On 3 March 1860, Ipswich Hospital opened to the public with the first patient admitted the next day.

1980

The Ipswich Triage Scale developed by Dr Gerry Fitzgerald for the Ipswich Emergency Department in the 1980s, became the basis of the Australasian National Triage Scale adopted by the Australasian College for Emergency Medicine and the Australian Government.
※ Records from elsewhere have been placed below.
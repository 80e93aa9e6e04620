use crate::error::ApiError;
use axum::extract::rejection::{JsonRejection, QueryRejection};
use axum::extract::{Query, State};
use axum::routing::post;
use axum::{Json, Router};
use interview_core::feedback_service::FeedbackService;
use interview_core::scoring::FeedbackGenerator;
use interview_core::store::InMemoryFeedbackStore;
use interview_core::token::HmacTokenVerifier;
use interview_types::{CreateFeedbackParams, Feedback, FeedbackOutcome};
use std::sync::Arc;
use tower_http::cors::{Any, CorsLayer};

pub type Service =
    FeedbackService<Arc<dyn FeedbackGenerator>, InMemoryFeedbackStore, HmacTokenVerifier>;

#[derive(Clone)]
pub struct AppState {
    service: Arc<Service>,
}

impl AppState {
    pub fn new(service: Service) -> Self {
        Self {
            service: Arc::new(service),
        }
    }
}

#[derive(Debug, serde::Deserialize)]
#[serde(rename_all = "camelCase")]
pub struct FeedbackQuery {
    interview_id: String,
    user_id: String,
}

/// `POST /api/feedback`: scores and stores a transcript.
async fn create_feedback(
    State(state): State<AppState>,
    body: Result<Json<CreateFeedbackParams>, JsonRejection>,
) -> Result<Json<FeedbackOutcome>, ApiError> {
    let Json(params) = body.map_err(|e| ApiError::BadRequest(e.body_text()))?;
    Ok(Json(state.service.create(params).await))
}

/// `GET /api/feedback?interviewId=..&userId=..`
async fn get_feedback(
    State(state): State<AppState>,
    query: Result<Query<FeedbackQuery>, QueryRejection>,
) -> Result<Json<Feedback>, ApiError> {
    let Query(query) = query.map_err(|e| ApiError::BadRequest(e.body_text()))?;
    state
        .service
        .get_feedback_by_interview_id(&query.interview_id, &query.user_id)
        .await?
        .map(Json)
        .ok_or(ApiError::NotFound)
}

pub fn router(state: AppState) -> Router {
    // Permissive CORS so a separate frontend can call the API.
    let cors = CorsLayer::new()
        .allow_origin(Any)
        .allow_methods(Any)
        .allow_headers(Any);

    Router::new()
        .route("/api/feedback", post(create_feedback).get(get_feedback))
        .layer(cors)
        .with_state(state)
}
The system was adapted for use by emergency systems in the United Kingdom and Canada.

2006

The Government of Queensland announced a further expansion of Ipswich Hospital with an additional 84 beds at a cost of $122 million. A commitment has also been made to increase the paediatric services at Ipswich Hospital with an additional six beds and a dedicated paediatric emergency area at a cost of $6.7 million.

2008

Additional funding was allocated for the provision of a sixth operating theatre which would allow for an additional 500 procedures per year.

2010

Celebrating the hospital's 150th anniversary, a gala ball was held on 26 February 2010. The Australian Medical Association of Queensland reported that the waiting list for elective surgery at Ipswich Hospital had decreased by 5% and waiting for specialist outpatient appointments had dropped by 14%. The hospital had 304 beds with more than 35,000 admissions and treated approximately 49,000 people per year as one of Queensland's busiest emergency departments.

2014

The Ipswich Hospital Expansion Project transformed the existing hospital into a new, expanded facility. The Government of Queensland committed $122 million to accommodate an additional 84 beds and associated facilities.